In a dismal election year for Democrats at every level, it’s unclear whether another candidate would have performed any better. In 2018 O’Rourke benefited from a national backlash against President Trump. This year, with the Biden-Harris administration regarded as weak on immigration and inflation, Republicans were on the offensive across the country. “This was a clear disaster for Democrats,” Rottinghaus said. “It looks more like 2000 than 2020. The Democrats didn’t make significant gains anywhere. The urban vote they hoped would materialize didn’t materialize. The suburban vote wasn’t there.”

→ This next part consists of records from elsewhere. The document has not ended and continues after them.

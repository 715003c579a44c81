use crate::session::Session;
use crate::UsageSource;
use dfmon_common::types::{HostType, UsageMap};

/// Cluster members. GPFS filesystems have no `/vol`-style per-mount entries
/// on the gateway, so nothing is enumerated here.
pub struct GpfsMember;

impl UsageSource for GpfsMember {
    fn name(&self) -> &str {
        "gpfs"
    }

    fn host_type(&self) -> HostType {
        HostType::Gpfs
    }

    fn fetch(&self, session: &mut dyn Session, _target: &mut UsageMap) -> usize {
        tracing::debug!(host = %session.hostname(), "Cluster member, per-mount usage not enumerated");
        0
    }
}

/// Hosts whose type could not be determined.
pub struct NoSource;

impl UsageSource for NoSource {
    fn name(&self) -> &str {
        "none"
    }

    fn host_type(&self) -> HostType {
        HostType::Unknown
    }

    fn fetch(&self, _session: &mut dyn Session, _target: &mut UsageMap) -> usize {
        0
    }
}

#[cfg(test)]
mod tests {
    use super::*;
    use crate::disk::fetch;
    use crate::memory::MemorySession;
    use crate::session::SnmpValue;

    #[test]
    fn cluster_members_contribute_nothing_even_with_dsk_rows() {
        let mut session = MemorySession::new("gw01")
            .with_text("1.3.6.1.4.1.2021.9.1.2.1", "/")
            .with_text("1.3.6.1.4.1.2021.9.1.3.1", "/dev/sda1")
            .with("1.3.6.1.4.1.2021.9.1.6.1", SnmpValue::Integer(100))
            .with("1.3.6.1.4.1.2021.9.1.8.1", SnmpValue::Integer(10));
        let mut map = UsageMap::new();
        assert_eq!(fetch(&mut session, HostType::Gpfs, &mut map), 0);
        assert_eq!(fetch(&mut session, HostType::GpfsExtended, &mut map), 0);
        assert!(map.is_empty());
    }
}
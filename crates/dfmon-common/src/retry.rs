use std::time::Duration;

/// Fixed-pause retry policy.
///
/// # Examples
///
/// ```
/// use dfmon_common::retry::RetryPolicy;
/// use std::time::Duration;
///
/// let policy = RetryPolicy::fixed(3, Duration::from_millis(0));
/// let mut calls = 0;
/// let value = policy
///     .run("demo", |_attempt| {
///         calls += 1;
///         if calls < 2 { Err("busy") } else { Ok(42) }
///     })
///     .unwrap();
/// assert_eq!(value, 42);
/// assert_eq!(calls, 2);
/// ```
#[derive(Debug, Clone, Copy, PartialEq, Eq)]
pub struct RetryPolicy {
    pub max_attempts: u32,
    pub pause: Duration,
}

/// All attempts failed. Carries the error from the final attempt.
#[derive(Debug, thiserror::Error)]
#[error("gave up after {attempts} attempt(s): {last}")]
pub struct RetryError<E: std::fmt::Display> {
    pub attempts: u32,
    pub last: E,
}

impl RetryPolicy {
    pub const fn fixed(max_attempts: u32, pause: Duration) -> Self {
        Self {
            max_attempts,
            pause,
        }
    }

    /// Runs `op` until it succeeds or the attempt budget is spent.
    ///
    /// `op` receives the 1-based attempt number. The pause is applied between
    /// attempts only, never after the last one. A budget of 0 still runs once.
    pub fn run<T, E, F>(&self, what: &str, mut op: F) -> Result<T, RetryError<E>>
    where
        E: std::fmt::Display,
        F: FnMut(u32) -> Result<T, E>,
    {
        let max = self.max_attempts.max(1);
        let mut attempt = 1;
        loop {
            match op(attempt) {
                Ok(value) => return Ok(value),
                Err(e) if attempt >= max => {
                    return Err(RetryError {
                        attempts: attempt,
                        last: e,
                    });
                }
                Err(e) => {
                    tracing::warn!(
                        what = what,
                        attempt = attempt,
                        max_attempts = max,
                        error = %e,
                        "Attempt failed, retrying"
                    );
                }
            }
            std::thread::sleep(self.pause);
            attempt += 1;
        }
    }
}
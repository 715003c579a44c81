use crate::error::{Result, StorageError};
use crate::schema;
use chrono::{DateTime, Utc};
use dfmon_common::retry::RetryPolicy;
use dfmon_common::types::{snmp_ok_code, UsageFacts, UsageMap};
use rusqlite::types::ToSql;
use rusqlite::{CachedStatement, Connection, Row};
use serde::Serialize;
use std::path::{Path, PathBuf};
use std::time::Duration;

/// Pause between attempts to open the store.
pub const CONNECT_PAUSE: Duration = Duration::from_secs(1);

/// Execution budget for every statement.
pub const STATEMENT_POLICY: RetryPolicy = RetryPolicy::fixed(3, Duration::from_millis(10));

const HOST_COLUMNS: &str = "host_id, hostname, snmp_ok, created, last_modified";
const DISK_USAGE_SELECT: &str = "SELECT df_id, mount_path, physical_path, total_kb, used_kb, group_name, created, last_modified FROM disk_usage";

/// A row of the `hosts` table.
#[derive(Debug, Clone, PartialEq, Eq, Serialize)]
pub struct HostRow {
    pub host_id: i64,
    pub hostname: String,
    pub snmp_ok: i64,
    pub created: Option<DateTime<Utc>>,
    pub last_modified: Option<DateTime<Utc>>,
}

/// A row of the `disk_usage` table.
#[derive(Debug, Clone, PartialEq, Eq, Serialize)]
pub struct DiskUsageRow {
    pub df_id: i64,
    pub mount_path: String,
    pub physical_path: String,
    pub total_kb: u64,
    pub used_kb: u64,
    pub group_name: String,
    pub created: Option<DateTime<Utc>>,
    pub last_modified: Option<DateTime<Utc>>,
}

/// Input to [`CacheStore::upsert_disk_usage`]. All five fields are required;
/// they are optional here so incomplete records are rejected by the store
/// rather than silently defaulted.
#[derive(Debug, Clone, Default, PartialEq, Eq)]
pub struct DiskUsageUpsert {
    pub mount_path: Option<String>,
    pub physical_path: Option<String>,
    pub total_kb: Option<u64>,
    pub used_kb: Option<u64>,
    pub group_name: Option<String>,
}

impl DiskUsageUpsert {
    pub fn from_facts(physical_path: &str, facts: &UsageFacts, group_name: &str) -> Self {
        Self {
            mount_path: Some(facts.mount_path.clone()),
            physical_path: Some(physical_path.to_string()),
            total_kb: Some(facts.total_kb),
            used_kb: Some(facts.used_kb),
            group_name: Some(group_name.to_string()),
        }
    }
}

/// Outcome of a host's collection, as recorded in `hosts.snmp_ok`.
#[derive(Debug, Clone, Copy)]
pub enum HostOutcome<'a> {
    /// Connection or query error.
    Failed,
    /// Collection finished; the map may be empty.
    Collected(&'a UsageMap),
}

impl HostOutcome<'_> {
    /// -1 on error, 1 when usage was found, 0 otherwise.
    pub fn snmp_ok(&self) -> i64 {
        match self {
            HostOutcome::Failed => snmp_ok_code(true, &UsageMap::new()),
            HostOutcome::Collected(map) => snmp_ok_code(false, map),
        }
    }
}

#[derive(Debug, Clone, Copy, PartialEq, Eq)]
pub enum Upserted {
    Inserted,
    Updated,
}

/// The collector's SQLite cache.
///
/// One handle, one caller at a time. Cross-process contention is handled
/// only by the statement retry budget.
pub struct CacheStore {
    conn: Connection,
    path: PathBuf,
}

impl CacheStore {
    /// Opens (creating if needed) the store at `path` and bootstraps the
    /// schema. Opening is attempted up to `db_tries` times with
    /// [`CONNECT_PAUSE`] between attempts.
    ///
    /// # Errors
    ///
    /// Returns [`StorageError::CacheUnavailable`] when the budget is spent or
    /// the schema cannot be created.
    pub fn prepare(path: &Path, db_tries: u32) -> Result<Self> {
        Self::prepare_with(path, RetryPolicy::fixed(db_tries, CONNECT_PAUSE))
    }

    /// [`CacheStore::prepare`] with an explicit connect policy.
    pub fn prepare_with(path: &Path, connect: RetryPolicy) -> Result<Self> {
        let conn = connect
            .run("cache open", |_| open_connection(path))
            .map_err(|e| StorageError::CacheUnavailable {
                path: path.display().to_string(),
                attempts: e.attempts,
                message: e.last.to_string(),
            })?;

        let store = Self {
            conn,
            path: path.to_path_buf(),
        };
        store
            .bootstrap()
            .map_err(|e| StorageError::CacheUnavailable {
                path: path.display().to_string(),
                attempts: 1,
                message: e.to_string(),
            })?;

        tracing::info!(path = %path.display(), "Initialized cache store");
        Ok(store)
    }

    pub fn path(&self) -> &Path {
        &self.path
    }

    fn bootstrap(&self) -> Result<()> {
        for statement in schema::BOOTSTRAP {
            self.execute_update(statement, &[])?;
        }
        Ok(())
    }

    /// Runs `sql` and maps every result row with `map_row`.
    ///
    /// A prepare failure is returned at once (`attempts` = 0). Execution
    /// failures are retried per [`STATEMENT_POLICY`].
    pub fn execute<T, F>(&self, sql: &str, params: &[&dyn ToSql], mut map_row: F) -> Result<Vec<T>>
    where
        F: FnMut(&Row<'_>) -> rusqlite::Result<T>,
    {
        self.run_statement(sql, |stmt| {
            stmt.query_map(params, &mut map_row)?
                .collect::<rusqlite::Result<Vec<T>>>()
        })
    }

    /// Like [`CacheStore::execute`] for statements without result rows.
    /// Returns the number of rows changed.
    pub fn execute_update(&self, sql: &str, params: &[&dyn ToSql]) -> Result<usize> {
        self.run_statement(sql, |stmt| stmt.execute(params))
    }

    /// Prepares `sql` once, then runs `op` on it under [`STATEMENT_POLICY`].
    pub(crate) fn run_statement<T, F>(&self, sql: &str, mut op: F) -> Result<T>
    where
        F: FnMut(&mut CachedStatement<'_>) -> rusqlite::Result<T>,
    {
        let mut stmt = self
            .conn
            .prepare_cached(sql)
            .map_err(|e| statement_error(sql, 0, &e))?;
        STATEMENT_POLICY
            .run("statement", |_| op(&mut stmt))
            .map_err(|e| statement_error(sql, e.attempts, &e.last))
    }

    /// Records the outcome of collecting `hostname`. Returns the `snmp_ok`
    /// value written.
    ///
    /// Existing rows always get an UPDATE, even when nothing changed, so the
    /// `last_modified` trigger fires for every successful collection.
    pub fn upsert_host(&self, hostname: &str, outcome: HostOutcome<'_>) -> Result<i64> {
        let snmp_ok = outcome.snmp_ok();
        match self.host_id(hostname)? {
            Some(host_id) => {
                self.execute_update(
                    "UPDATE hosts SET snmp_ok = ?1 WHERE host_id = ?2",
                    &[&snmp_ok, &host_id],
                )?;
            }
            None => {
                self.execute_update(
                    "INSERT INTO hosts (hostname, snmp_ok) VALUES (?1, ?2)",
                    &[&hostname, &snmp_ok],
                )?;
            }
        }
        Ok(snmp_ok)
    }

    fn host_id(&self, hostname: &str) -> Result<Option<i64>> {
        let ids = self.execute(
            "SELECT host_id FROM hosts WHERE hostname = ?1",
            &[&hostname],
            |row| row.get(0),
        )?;
        Ok(ids.into_iter().next())
    }

    /// Inserts or updates the row keyed by `record.physical_path`.
    ///
    /// # Errors
    ///
    /// Returns [`StorageError::Validation`] before touching the store when a
    /// field is missing or a capacity does not fit a SQLite integer.
    pub fn upsert_disk_usage(&self, record: &DiskUsageUpsert) -> Result<Upserted> {
        let mount_path = record
            .mount_path
            .as_deref()
            .ok_or_else(|| StorageError::missing("mount_path"))?;
        let physical_path = record
            .physical_path
            .as_deref()
            .ok_or_else(|| StorageError::missing("physical_path"))?;
        let total_kb = sql_kb("total_kb", record.total_kb)?;
        let used_kb = sql_kb("used_kb", record.used_kb)?;
        let group_name = record
            .group_name
            .as_deref()
            .ok_or_else(|| StorageError::missing("group_name"))?;

        let existing = self.execute(
            "SELECT df_id FROM disk_usage WHERE physical_path = ?1",
            &[&physical_path],
            |row| row.get::<_, i64>(0),
        )?;

        match existing.first() {
            Some(df_id) => {
                self.execute_update(
                    "UPDATE disk_usage SET mount_path = ?1, total_kb = ?2, used_kb = ?3, group_name = ?4 WHERE df_id = ?5",
                    &[&mount_path, &total_kb, &used_kb, &group_name, df_id],
                )?;
                Ok(Upserted::Updated)
            }
            None => {
                self.execute_update(
                    "INSERT INTO disk_usage (mount_path, physical_path, total_kb, used_kb, group_name) VALUES (?1, ?2, ?3, ?4, ?5)",
                    &[&mount_path, &physical_path, &total_kb, &used_kb, &group_name],
                )?;
                Ok(Upserted::Inserted)
            }
        }
    }

    /// Rows of `disk_usage` where column `key` equals `value`.
    ///
    /// # Errors
    ///
    /// Returns [`StorageError::Validation`] if `key` is not a column of the table.
    pub fn fetch(&self, key: &str, value: &dyn ToSql) -> Result<Vec<DiskUsageRow>> {
        if !schema::DISK_USAGE_COLUMNS.contains(&key) {
            return Err(StorageError::Validation {
                field: key.to_string(),
                reason: "is not a disk_usage column".to_string(),
            });
        }
        let sql = format!("{DISK_USAGE_SELECT} WHERE {key} = ?1 ORDER BY df_id");
        self.execute(&sql, &[value], disk_usage_from_row)
    }

    pub fn fetch_host(&self, hostname: &str) -> Result<Option<HostRow>> {
        let sql = format!("SELECT {HOST_COLUMNS} FROM hosts WHERE hostname = ?1");
        let rows = self.execute(&sql, &[&hostname], host_from_row)?;
        Ok(rows.into_iter().next())
    }

    pub fn list_hosts(&self) -> Result<Vec<HostRow>> {
        let sql = format!("SELECT {HOST_COLUMNS} FROM hosts ORDER BY hostname");
        self.execute(&sql, &[], host_from_row)
    }

    pub fn disk_usage_count(&self) -> Result<u64> {
        let counts = self.execute("SELECT COUNT(*) FROM disk_usage", &[], |row| {
            row.get::<_, i64>(0)
        })?;
        Ok(counts
            .first()
            .map(|n| u64::try_from(*n).unwrap_or_default())
            .unwrap_or_default())
    }
}

fn open_connection(path: &Path) -> Result<Connection> {
    if let Some(parent) = path.parent() {
        if !parent.as_os_str().is_empty() {
            std::fs::create_dir_all(parent)?;
        }
    }
    let conn = Connection::open(path)?;
    // Lock contention is left to the statement retry budget.
    conn.busy_timeout(Duration::ZERO)?;
    conn.execute_batch("PRAGMA journal_mode=WAL;")?;
    Ok(conn)
}

fn statement_error(sql: &str, attempts: u32, err: &rusqlite::Error) -> StorageError {
    StorageError::Statement {
        sql: sql.trim().to_string(),
        attempts,
        message: err.to_string(),
    }
}

fn sql_kb(field: &str, value: Option<u64>) -> Result<i64> {
    let value = value.ok_or_else(|| StorageError::missing(field))?;
    i64::try_from(value).map_err(|_| StorageError::Validation {
        field: field.to_string(),
        reason: format!("value {value} is out of range"),
    })
}

fn millis(value: Option<i64>) -> Option<DateTime<Utc>> {
    value.and_then(DateTime::from_timestamp_millis)
}

fn host_from_row(row: &Row<'_>) -> rusqlite::Result<HostRow> {
    Ok(HostRow {
        host_id: row.get(0)?,
        hostname: row.get(1)?,
        snmp_ok: row.get(2)?,
        created: millis(row.get(3)?),
        last_modified: millis(row.get(4)?),
    })
}

fn disk_usage_from_row(row: &Row<'_>) -> rusqlite::Result<DiskUsageRow> {
    Ok(DiskUsageRow {
        df_id: row.get(0)?,
        mount_path: row.get(1)?,
        physical_path: row.get(2)?,
        total_kb: u64::try_from(row.get::<_, i64>(3)?).unwrap_or_default(),
        used_kb: u64::try_from(row.get::<_, i64>(4)?).unwrap_or_default(),
        group_name: row.get(5)?,
        created: millis(row.get(6)?),
        last_modified: millis(row.get(7)?),
    })
}
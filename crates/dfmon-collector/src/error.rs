/// Opening a session to a host failed.
///
/// Host-scoped: the orchestrator records the host as failed and moves on.
///
/// # Examples
///
/// ```rust
/// use dfmon_collector::error::ConnectionError;
///
/// let err = ConnectionError::new("filer01", "request timed out");
/// assert!(err.to_string().contains("filer01"));
/// ```
#[derive(Debug, Clone, thiserror::Error)]
#[error("Collector: connection to {hostname} failed: {message}")]
pub struct ConnectionError {
    pub hostname: String,
    pub message: String,
}

impl ConnectionError {
    pub fn new(hostname: impl Into<String>, message: impl Into<String>) -> Self {
        Self {
            hostname: hostname.into(),
            message: message.into(),
        }
    }
}

/// The sysDescr string matched no known host type.
#[derive(Debug, Clone, thiserror::Error)]
#[error("Collector: no such host type known for sysDescr '{descr}'")]
pub struct UnrecognizedHostError {
    pub descr: String,
}

/// A GET or walk against an open session failed.
#[derive(Debug, Clone, thiserror::Error)]
#[error("Collector: query {oid} on {hostname} failed: {message}")]
pub struct QueryError {
    pub hostname: String,
    pub oid: String,
    pub message: String,
}

/// The host type could not be determined.
///
/// Both cases are host-scoped: the host is recorded as failed and the run
/// moves on.
#[derive(Debug, Clone, thiserror::Error)]
pub enum ResolveError {
    #[error(transparent)]
    Query(#[from] QueryError),

    #[error(transparent)]
    Unrecognized(#[from] UnrecognizedHostError),
}

/// A dotted OID string could not be parsed.
#[derive(Debug, Clone, thiserror::Error)]
#[error("Collector: invalid OID '{0}'")]
pub struct OidParseError(pub String);
use crate::disk::{walk_table, FsTable, WideColumns};
use crate::session::Session;
use crate::UsageSource;
use dfmon_common::types::{HostType, UsageMap};

/// NETAPP-MIB::dfTable. `dfFileSys` is the volume path, `dfMountedOn` where
/// it is exported. `df64TotalKBytes` and `df64UsedKBytes` carry the full
/// capacity on ONTAP 7.3 and later.
pub const DF_TABLE: FsTable = FsTable {
    name: "netapp-df",
    mount: &[1, 3, 6, 1, 4, 1, 789, 1, 5, 4, 1, 10],
    device: &[1, 3, 6, 1, 4, 1, 789, 1, 5, 4, 1, 2],
    total_kb: &[1, 3, 6, 1, 4, 1, 789, 1, 5, 4, 1, 3],
    used_kb: &[1, 3, 6, 1, 4, 1, 789, 1, 5, 4, 1, 4],
    wide: Some(WideColumns::Counter64 {
        total_kb: &[1, 3, 6, 1, 4, 1, 789, 1, 5, 4, 1, 29],
        used_kb: &[1, 3, 6, 1, 4, 1, 789, 1, 5, 4, 1, 30],
    }),
};

pub struct NetappVolumes;

impl UsageSource for NetappVolumes {
    fn name(&self) -> &str {
        DF_TABLE.name
    }

    fn host_type(&self) -> HostType {
        HostType::Netapp
    }

    fn fetch(&self, session: &mut dyn Session, target: &mut UsageMap) -> usize {
        walk_table(session, &DF_TABLE, is_snapshot_reserve, target)
    }
}

/// Every volume has a companion `.snapshot` row for its snapshot reserve.
fn is_snapshot_reserve(path: &str) -> bool {
    path.ends_with("/.snapshot")
}
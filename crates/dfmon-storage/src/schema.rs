//! Table and trigger definitions. Each entry is a single statement and safe
//! to re-run against an existing store.

/// Current time as Unix epoch milliseconds, evaluated by SQLite.
macro_rules! now_ms {
    () => {
        "CAST((julianday('now') - 2440587.5) * 86400000 AS INTEGER)"
    };
}

pub const HOSTS_TABLE: &str = "
CREATE TABLE IF NOT EXISTS hosts (
    host_id INTEGER PRIMARY KEY AUTOINCREMENT,
    hostname TEXT NOT NULL UNIQUE,
    snmp_ok INTEGER NOT NULL DEFAULT 0,
    created INTEGER,
    last_modified INTEGER
)";

pub const DISK_USAGE_TABLE: &str = "
CREATE TABLE IF NOT EXISTS disk_usage (
    df_id INTEGER PRIMARY KEY AUTOINCREMENT,
    mount_path TEXT NOT NULL,
    physical_path TEXT NOT NULL UNIQUE,
    total_kb INTEGER NOT NULL CHECK (total_kb >= 0),
    used_kb INTEGER NOT NULL CHECK (used_kb >= 0),
    group_name TEXT NOT NULL,
    created INTEGER,
    last_modified INTEGER
)";

pub const DISK_USAGE_GROUP_INDEX: &str =
    "CREATE INDEX IF NOT EXISTS idx_disk_usage_group ON disk_usage(group_name)";

/// `last_modified` on hosts only moves for successful collections.
pub const HOSTS_CREATED_TRIGGER: &str = concat!(
    "
CREATE TRIGGER IF NOT EXISTS hosts_created AFTER INSERT ON hosts
BEGIN
    UPDATE hosts SET
        created = ",
    now_ms!(),
    ",
        last_modified = CASE WHEN NEW.snmp_ok = 1 THEN ",
    now_ms!(),
    " ELSE NULL END
    WHERE host_id = NEW.host_id;
END"
);

pub const HOSTS_MODIFIED_TRIGGER: &str = concat!(
    "
CREATE TRIGGER IF NOT EXISTS hosts_modified AFTER UPDATE ON hosts
WHEN NEW.snmp_ok = 1
BEGIN
    UPDATE hosts SET last_modified = ",
    now_ms!(),
    " WHERE host_id = NEW.host_id;
END"
);

pub const DISK_USAGE_CREATED_TRIGGER: &str = concat!(
    "
CREATE TRIGGER IF NOT EXISTS disk_usage_created AFTER INSERT ON disk_usage
BEGIN
    UPDATE disk_usage SET
        created = ",
    now_ms!(),
    ",
        last_modified = ",
    now_ms!(),
    "
    WHERE df_id = NEW.df_id;
END"
);

pub const DISK_USAGE_MODIFIED_TRIGGER: &str = concat!(
    "
CREATE TRIGGER IF NOT EXISTS disk_usage_modified AFTER UPDATE ON disk_usage
BEGIN
    UPDATE disk_usage SET last_modified = ",
    now_ms!(),
    " WHERE df_id = NEW.df_id;
END"
);

/// Bootstrap order: tables before the triggers that reference them.
pub const BOOTSTRAP: &[&str] = &[
    HOSTS_TABLE,
    DISK_USAGE_TABLE,
    DISK_USAGE_GROUP_INDEX,
    HOSTS_CREATED_TRIGGER,
    HOSTS_MODIFIED_TRIGGER,
    DISK_USAGE_CREATED_TRIGGER,
    DISK_USAGE_MODIFIED_TRIGGER,
];

/// Columns of `disk_usage` accepted as lookup keys.
pub const DISK_USAGE_COLUMNS: &[&str] = &[
    "df_id",
    "mount_path",
    "physical_path",
    "total_kb",
    "used_kb",
    "group_name",
    "created",
    "last_modified",
];
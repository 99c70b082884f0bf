//! Litterwatch Capture Agent
//!
//! Runs on the camera device. Every capture period it grabs the latest still
//! from the camera and posts it to the triage server as a single multipart
//! upload. Failed captures and failed uploads are logged and dropped; the
//! loop never retries and never queues.
//!
//! # Architecture
//!
//! ```text
//! IntervalTicker -> FrameSource -> Connectivity probe -> HttpUploader -> Triage server
//! ```

pub mod agent;
pub mod config;
pub mod connectivity;
pub mod scheduler;
pub mod source;
pub mod uploader;

pub use agent::{CaptureAgent, CaptureStats, CycleOutcome};
pub use config::CaptureConfig;
pub use connectivity::{Connectivity, ServerProbe};
pub use scheduler::IntervalTicker;
pub use source::{CaptureError, Frame, FrameSource};
pub use uploader::{HttpUploader, UploadError};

No Democrat has won a statewide election here since 1994, and Republicans have controlled the Governor’s Mansion and both legislative chambers since 2003. In recent years, the Democratic Party’s occasional hard-won gains have been offset by crushing setbacks. As urban and suburban Texas became increasingly blue, rural Texas became increasingly red. As Dems won ground along the Interstate 35 corridor, they lost ground among traditionally blue Hispanic voters in South Texas. As they picked up support from college graduates, they lost it among those whose formal education ended in high school, and especially among men in that group. Unappealing candidates and messaging, along with increasingly sophisticated gerrymandering, wiped out any hope of flipping the Texas Legislature. Trump’s strength with Hispanic voters has punctured the comforting fiction, promoted by state Democratic leaders, that demographic change alone will drive the state leftward.
“What are the roots that clutch, what branches grow out of this stony rubbish?” asked T. S. Eliot a hundred years ago. Texas Democrats are now wondering much the same thing. For them, the cruelest month always seems to be November.